What the task requires
What you return should be each line of the data containing the string "NewComplaint".

Records for the exercise
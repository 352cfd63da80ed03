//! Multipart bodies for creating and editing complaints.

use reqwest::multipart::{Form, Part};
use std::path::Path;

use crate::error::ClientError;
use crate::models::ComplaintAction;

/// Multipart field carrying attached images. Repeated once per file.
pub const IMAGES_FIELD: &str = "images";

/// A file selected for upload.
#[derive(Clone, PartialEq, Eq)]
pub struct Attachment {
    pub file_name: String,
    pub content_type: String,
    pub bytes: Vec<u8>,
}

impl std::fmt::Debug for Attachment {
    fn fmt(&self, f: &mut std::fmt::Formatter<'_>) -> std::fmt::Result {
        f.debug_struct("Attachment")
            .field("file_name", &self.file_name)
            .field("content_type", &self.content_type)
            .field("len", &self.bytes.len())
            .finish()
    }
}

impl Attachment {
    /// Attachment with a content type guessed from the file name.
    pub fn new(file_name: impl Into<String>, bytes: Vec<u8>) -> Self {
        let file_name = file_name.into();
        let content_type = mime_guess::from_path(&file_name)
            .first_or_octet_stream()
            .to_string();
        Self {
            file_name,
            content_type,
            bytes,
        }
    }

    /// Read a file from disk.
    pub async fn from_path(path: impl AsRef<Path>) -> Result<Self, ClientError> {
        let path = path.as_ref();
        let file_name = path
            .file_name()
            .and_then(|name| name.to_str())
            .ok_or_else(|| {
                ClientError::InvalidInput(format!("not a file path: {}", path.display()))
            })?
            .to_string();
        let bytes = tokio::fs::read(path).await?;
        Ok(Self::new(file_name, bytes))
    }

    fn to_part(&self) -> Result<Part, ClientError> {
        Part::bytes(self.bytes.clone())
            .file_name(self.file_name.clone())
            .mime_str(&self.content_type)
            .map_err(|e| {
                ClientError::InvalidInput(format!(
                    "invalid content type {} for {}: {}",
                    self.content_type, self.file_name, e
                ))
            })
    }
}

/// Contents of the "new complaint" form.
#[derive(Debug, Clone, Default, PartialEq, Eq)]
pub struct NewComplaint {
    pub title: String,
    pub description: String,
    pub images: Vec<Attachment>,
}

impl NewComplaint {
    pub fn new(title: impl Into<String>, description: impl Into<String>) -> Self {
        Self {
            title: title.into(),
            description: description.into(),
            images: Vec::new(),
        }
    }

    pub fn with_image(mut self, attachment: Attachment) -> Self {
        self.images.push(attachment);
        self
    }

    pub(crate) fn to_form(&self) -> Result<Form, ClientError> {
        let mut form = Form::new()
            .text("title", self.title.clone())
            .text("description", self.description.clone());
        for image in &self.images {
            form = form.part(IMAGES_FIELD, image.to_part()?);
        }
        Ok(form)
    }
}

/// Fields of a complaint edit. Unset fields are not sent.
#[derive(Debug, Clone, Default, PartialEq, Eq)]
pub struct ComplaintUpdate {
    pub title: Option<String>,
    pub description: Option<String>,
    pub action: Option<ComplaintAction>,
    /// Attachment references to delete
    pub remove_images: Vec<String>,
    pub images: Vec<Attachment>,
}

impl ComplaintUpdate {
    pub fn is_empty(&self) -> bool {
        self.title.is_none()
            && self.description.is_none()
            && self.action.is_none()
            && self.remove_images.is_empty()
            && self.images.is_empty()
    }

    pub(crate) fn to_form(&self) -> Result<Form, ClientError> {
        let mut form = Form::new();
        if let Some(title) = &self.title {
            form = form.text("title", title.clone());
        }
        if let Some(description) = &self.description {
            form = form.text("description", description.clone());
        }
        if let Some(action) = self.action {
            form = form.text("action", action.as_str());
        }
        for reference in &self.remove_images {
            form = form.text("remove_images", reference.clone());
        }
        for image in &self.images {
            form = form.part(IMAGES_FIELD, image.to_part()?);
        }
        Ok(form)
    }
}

Solution to this task
pub struct NewComplaint {
impl NewComplaint {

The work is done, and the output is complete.